The influence of the airway driving pressure on pulsed pressure variation as a predictor of fluid responsiveness

Muller, Laurent; Louart, Guillaume; Bousquet, Philippe-Jean; Candela, Damien; Zoric, Lana; de La Coussaye, Jean-Emmanuel; Jaber, Samir; Lefrant, Jean-Yves
March 2010
Intensive Care Medicine;Mar2010, Vol. 36 Issue 3, p496
Academic Journal
Assessing pulse pressure variation (PPV) to predict fluid responsiveness in mechanically ventilated patients with tidal volume (VT) and the impact of VT and airway driving pressure (Pplat − PEEP) on the ability of PPV for predicting fluid responsiveness. Prospective interventional study. ICU of a university hospital. Fifty-seven mechanically ventilated and sedated patients with acute circulatory failure requiring cardiac output (CO) measurement. Fluid challenge was given in patients with signs of hypoperfusion (oliguria <0.5 ml kg−1 h−1, attempt to decrease vasopressor infusion rate). Fluid responsiveness was defined as an increase in the stroke index (SI) ≥15%. Receiver-operating characteristic (ROC) curves were generated for PPV and central venous pressure (CVP). The stroke index was increased ≥15% in 41 patients (71%). At baseline, CVP was lower and PPV was higher in responders. The areas under the ROC curves of PPV and CVP were 0.77 (95% CI 0.65–0.90) and 0.76 (95% CI 0.64–0.89), respectively ( P = 0.93). The best cutoff values of PPV and CVP were 7% and 9 mmHg, respectively.
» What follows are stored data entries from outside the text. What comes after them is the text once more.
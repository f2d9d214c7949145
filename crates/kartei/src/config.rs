use std::collections::HashMap;
use std::fs;
use std::{env, path::PathBuf};

use color_eyre::Result;
use crossterm::event::{KeyCode, KeyEvent, KeyModifiers};
use derive_deref::{Deref, DerefMut};
use directories::ProjectDirs;
use lazy_static::lazy_static;
use serde::{Deserialize, Deserializer, Serialize};
use tracing::error;

use crate::action::Action;

const CONFIG: &str = include_str!("../.config/config.json5");

#[derive(Clone, Debug, Deserialize, Default)]
pub struct AppConfig {
    #[serde(default)]
    pub data_dir: PathBuf,
    #[serde(default)]
    pub config_dir: PathBuf,
    /// Basis-URL des Kunden-Backends.
    #[serde(default = "default_endpoint")]
    pub endpoint: String,
}

fn default_endpoint() -> String {
    customers::DEFAULT_BASE_URL.to_string()
}

#[derive(Clone, Debug, Default, Deserialize)]
pub struct Config {
    #[serde(default, flatten)]
    pub config: AppConfig,
    #[serde(default)]
    pub keybindings: KeyBindings,
}

lazy_static! {
    pub static ref PROJECT_NAME: String = env!("CARGO_CRATE_NAME").to_uppercase().to_string();
    pub static ref DATA_FOLDER: Option<PathBuf> =
        env::var(format!("{}_DATA", PROJECT_NAME.clone()))
            .ok()
            .map(PathBuf::from);
    pub static ref CONFIG_FOLDER: Option<PathBuf> =
        env::var(format!("{}_CONFIG", PROJECT_NAME.clone()))
            .ok()
            .map(PathBuf::from);
}

impl Config {
    pub fn new() -> Result<Self, config::ConfigError> {
        let default_config: Config = json5::from_str(CONFIG)
            .map_err(|e| config::ConfigError::Message(format!("default config is invalid: {e}")))?;
        let data_dir = get_data_dir();
        let config_dir = get_config_dir();
        let mut builder = config::Config::builder()
            .set_default("data_dir", data_dir.to_str().unwrap())?
            .set_default("config_dir", config_dir.to_str().unwrap())?
            .set_default("endpoint", customers::DEFAULT_BASE_URL)?;

        let config_files = [
            ("config.json5", config::FileFormat::Json5),
            ("config.toml", config::FileFormat::Toml),
        ];
        let mut found_config = false;
        for (file, format) in &config_files {
            let source = config::File::from(config_dir.join(file))
                .format(*format)
                .required(false);
            builder = builder.add_source(source);
            if config_dir.join(file).exists() {
                found_config = true
            }
        }
        if !found_config {
            error!("No configuration file found. Application may not behave as expected");
        }

        let mut cfg: Self = builder.build()?.try_deserialize()?;

        // Nutzerbelegungen gewinnen, die Standardbelegung füllt nur Lücken
        for (mode, default_bindings) in default_config.keybindings.iter() {
            let user_bindings = cfg.keybindings.entry(*mode).or_default();
            for (key, action) in default_bindings.iter() {
                user_bindings
                    .entry(key.clone())
                    .or_insert_with(|| action.clone());
            }
        }

        Ok(cfg)
    }
}

pub fn get_data_dir() -> PathBuf {
    let directory = if let Some(s) = DATA_FOLDER.clone() {
        s
    } else if let Some(proj_dirs) = project_directory() {
        proj_dirs.data_local_dir().to_path_buf()
    } else {
        PathBuf::from(".").join(".data")
    };
    directory
}

pub fn get_config_dir() -> PathBuf {
    let directory = if let Some(s) = CONFIG_FOLDER.clone() {
        s
    } else if let Some(proj_dirs) = project_directory() {
        proj_dirs.config_local_dir().to_path_buf()
    } else {
        PathBuf::from(".").join(".config")
    };
    directory
}

fn project_directory() -> Option<ProjectDirs> {
    ProjectDirs::from("com", "chicken105", env!("CARGO_PKG_NAME"))
}

pub fn ensure_data_and_config_dirs_exist() -> std::io::Result<()> {
    let data_dir = get_data_dir();
    let config_dir = get_config_dir();

    if !data_dir.exists() {
        fs::create_dir_all(&data_dir)?;
    }
    if !config_dir.exists() {
        fs::create_dir_all(&config_dir)?;
    }

    Ok(())
}

#[derive(Clone, Copy, Debug, Default, Deserialize, Eq, Hash, PartialEq, Serialize)]
pub enum Mode {
    #[default]
    Home,
}

#[derive(Clone, Debug, Default, Deref, DerefMut)]
pub struct KeyBindings(pub HashMap<Mode, HashMap<Vec<KeyEvent>, Action>>);

impl<'de> Deserialize<'de> for KeyBindings {
    fn deserialize<D>(deserializer: D) -> Result<Self, D::Error>
    where
        D: Deserializer<'de>,
    {
        let parsed_map = HashMap::<Mode, HashMap<String, Action>>::deserialize(deserializer)?;

        let mut keybindings = HashMap::new();
        for (mode, inner_map) in parsed_map {
            let mut converted_inner_map = HashMap::new();
            for (key_str, action) in inner_map {
                let key_events = parse_key_sequence(&key_str).map_err(serde::de::Error::custom)?;
                converted_inner_map.insert(key_events, action);
            }
            keybindings.insert(mode, converted_inner_map);
        }

        Ok(KeyBindings(keybindings))
    }
}

fn parse_key_event(raw: &str) -> Result<KeyEvent, String> {
    let raw_lower = raw.to_ascii_lowercase();
    let (remaining, modifiers) = extract_modifiers(&raw_lower);
    parse_key_code_with_modifiers(remaining, modifiers)
}

fn extract_modifiers(raw: &str) -> (&str, KeyModifiers) {
    let mut modifiers = KeyModifiers::empty();
    let mut current = raw;

    loop {
        match current {
            rest if rest.starts_with("ctrl-") => {
                modifiers.insert(KeyModifiers::CONTROL);
                current = &rest[5..];
            }
            rest if rest.starts_with("alt-") => {
                modifiers.insert(KeyModifiers::ALT);
                current = &rest[4..];
            }
            rest if rest.starts_with("shift-") => {
                modifiers.insert(KeyModifiers::SHIFT);
                current = &rest[6..];
            }
            _ => break,
        };
    }

    (current, modifiers)
}

fn parse_key_code_with_modifiers(
    raw: &str,
    mut modifiers: KeyModifiers,
) -> Result<KeyEvent, String> {
    let c = match raw {
        "esc" => KeyCode::Esc,
        "enter" => KeyCode::Enter,
        "left" => KeyCode::Left,
        "right" => KeyCode::Right,
        "up" => KeyCode::Up,
        "down" => KeyCode::Down,
        "home" => KeyCode::Home,
        "end" => KeyCode::End,
        "pageup" => KeyCode::PageUp,
        "pagedown" => KeyCode::PageDown,
        "backtab" => {
            modifiers.insert(KeyModifiers::SHIFT);
            KeyCode::BackTab
        }
        "backspace" => KeyCode::Backspace,
        "delete" => KeyCode::Delete,
        "insert" => KeyCode::Insert,
        "f1" => KeyCode::F(1),
        "f2" => KeyCode::F(2),
        "f3" => KeyCode::F(3),
        "f4" => KeyCode::F(4),
        "f5" => KeyCode::F(5),
        "f6" => KeyCode::F(6),
        "f7" => KeyCode::F(7),
        "f8" => KeyCode::F(8),
        "f9" => KeyCode::F(9),
        "f10" => KeyCode::F(10),
        "f11" => KeyCode::F(11),
        "f12" => KeyCode::F(12),
        "space" => KeyCode::Char(' '),
        "hyphen" | "minus" => KeyCode::Char('-'),
        "tab" => KeyCode::Tab,
        c if c.len() == 1 => {
            let mut c = c.chars().next().unwrap();
            if modifiers.contains(KeyModifiers::SHIFT) {
                c = c.to_ascii_uppercase();
            }
            KeyCode::Char(c)
        }
        _ => return Err(format!("Unable to parse {raw}")),
    };
    Ok(KeyEvent::new(c, modifiers))
}

pub fn parse_key_sequence(raw: &str) -> Result<Vec<KeyEvent>, String> {
    if raw.chars().filter(|c| *c == '>').count() != raw.chars().filter(|c| *c == '<').count() {
        return Err(format!("Unable to parse `{}`", raw));
    }
    let raw = if !raw.contains("><") {
        let raw = raw.strip_prefix('<').unwrap_or(raw);
        let raw = raw.strip_suffix('>').unwrap_or(raw);
        raw
    } else {
        raw
    };
    let sequences = raw
        .split("><")
        .map(|seq| {
            if let Some(s) = seq.strip_prefix('<') {
                s
            } else if let Some(s) = seq.strip_suffix('>') {
                s
            } else {
                seq
            }
        })
        .collect::<Vec<_>>();

    sequences.into_iter().map(parse_key_event).collect()
}
//! Discrete target-acquisition test results and escalation

use crate::config::ClassifierConfig;
use crate::risk::RiskCategory;
use serde::{Deserialize, Serialize};
use tracing::info;

/// Number of targets in a standard test run
pub const STANDARD_TARGET_COUNT: usize = 12;

/// Result of one completed target-acquisition test
#[derive(Debug, Clone, PartialEq, Serialize, Deserialize)]
pub struct TargetTestResult {
    pub average_latency_ms: f64,
    pub accuracy_percent: f64,
    #[serde(default)]
    pub per_trial_latencies_ms: Vec<f64>,
}

impl TargetTestResult {
    /// Build from the targets shown and the reaction latency of each
    /// acquired target
    pub fn from_trials(targets_shown: usize, acquired_latencies_ms: Vec<f64>) -> Self {
        let average_latency_ms = if acquired_latencies_ms.is_empty() {
            0.0
        } else {
            acquired_latencies_ms.iter().sum::<f64>() / acquired_latencies_ms.len() as f64
        };
        let accuracy_percent = if targets_shown == 0 {
            0.0
        } else {
            (acquired_latencies_ms.len() as f64 / targets_shown as f64 * 100.0).min(100.0)
        };

        Self {
            average_latency_ms,
            accuracy_percent,
            per_trial_latencies_ms: acquired_latencies_ms,
        }
    }

    pub fn latency_assessment(&self) -> LatencyAssessment {
        LatencyAssessment::from_latency(self.average_latency_ms)
    }
}

/// Coarse label for the average reaction latency
#[derive(Debug, Clone, Copy, PartialEq, Eq, Serialize, Deserialize)]
#[serde(rename_all = "snake_case")]
pub enum LatencyAssessment {
    Excellent,
    Normal,
    Delayed,
}

impl LatencyAssessment {
    pub fn from_latency(latency_ms: f64) -> Self {
        if latency_ms < 250.0 {
            LatencyAssessment::Excellent
        } else if latency_ms < 350.0 {
            LatencyAssessment::Normal
        } else {
            LatencyAssessment::Delayed
        }
    }
}

/// Outcome of blending a test result into a classification
#[derive(Debug, Clone, Copy, PartialEq)]
pub struct Escalation {
    pub category: RiskCategory,
    pub confidence: f64,
    pub escalated: bool,
}

/// Escalate (never demote) by one level on slow or inaccurate results
pub fn apply_target_test(
    category: RiskCategory,
    confidence: f64,
    test: &TargetTestResult,
    config: &ClassifierConfig,
) -> Escalation {
    let bump = if test.average_latency_ms > config.test_latency_ceiling_ms {
        Some(config.latency_confidence_bump)
    } else if test.accuracy_percent < config.test_accuracy_floor {
        Some(config.accuracy_confidence_bump)
    } else {
        None
    };

    match bump {
        Some(bump) => {
            let escalated = category.escalate();
            info!(
                from = %category,
                to = %escalated,
                latency_ms = test.average_latency_ms,
                accuracy = test.accuracy_percent,
                "Target test escalated risk category"
            );
            Escalation {
                category: escalated,
                confidence: (confidence + bump).min(config.max_confidence),
                escalated: escalated != category,
            }
        }
        None => Escalation {
            category,
            confidence,
            escalated: false,
        },
    }
}

#[cfg(test)]
mod tests {
    use super::*;
    use proptest::prelude::*;

    #[test]
    fn test_from_trials() {
        let result = TargetTestResult::from_trials(12, vec![200.0, 300.0, 250.0]);
        assert_eq!(result.average_latency_ms, 250.0);
        assert_eq!(result.accuracy_percent, 25.0);
        assert_eq!(result.latency_assessment(), LatencyAssessment::Normal);
    }

    #[test]
    fn test_from_no_trials() {
        let result = TargetTestResult::from_trials(0, vec![]);
        assert_eq!(result.average_latency_ms, 0.0);
        assert_eq!(result.accuracy_percent, 0.0);
    }

    #[test]
    fn test_slow_latency_escalates_low() {
        let test = TargetTestResult {
            average_latency_ms: 400.0,
            accuracy_percent: 100.0,
            per_trial_latencies_ms: vec![],
        };
        let out = apply_target_test(RiskCategory::Low, 0.8, &test, &ClassifierConfig::default());
        assert_eq!(out.category, RiskCategory::Medium);
        assert!((out.confidence - 0.9).abs() < 1e-12);
        assert!(out.escalated);
    }

    #[test]
    fn test_poor_accuracy_escalates() {
        let test = TargetTestResult::from_trials(12, vec![200.0; 6]);
        let out = apply_target_test(RiskCategory::Medium, 0.8, &test, &ClassifierConfig::default());
        assert_eq!(out.category, RiskCategory::High);
        assert!((out.confidence - 0.85).abs() < 1e-12);
    }

    #[test]
    fn test_good_result_never_demotes() {
        let test = TargetTestResult::from_trials(12, vec![180.0; 12]);
        let out = apply_target_test(RiskCategory::High, 0.9, &test, &ClassifierConfig::default());
        assert_eq!(out.category, RiskCategory::High);
        assert_eq!(out.confidence, 0.9);
        assert!(!out.escalated);
    }

    proptest! {
        #[test]
        fn prop_escalation_only(
            latency in 0.0f64..1000.0,
            accuracy in 0.0f64..100.0,
            confidence in 0.3f64..0.95,
            level in 0usize..3,
        ) {
            let category = [RiskCategory::Low, RiskCategory::Medium, RiskCategory::High][level];
            let test = TargetTestResult {
                average_latency_ms: latency,
                accuracy_percent: accuracy,
                per_trial_latencies_ms: vec![],
            };
            let out = apply_target_test(category, confidence, &test, &ClassifierConfig::default());
            prop_assert!(out.category >= category);
            prop_assert!(out.confidence >= confidence);
            prop_assert!(out.confidence <= 0.95);
        }
    }
}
In 30 out of 41 responders, PPV was <13%. Using a polytomic logistic regression (Pplat − PEEP) was the sole independent factor associated with a PPV value <13% in responders. In these responders, (Pplat − PEEP) was ≤20 cmH2O. In patients mechanically ventilated with low VT, PPV values <13% do not rule out fluid responsiveness, especially when (Pplat − PEEP) is ≤20 cmH2O.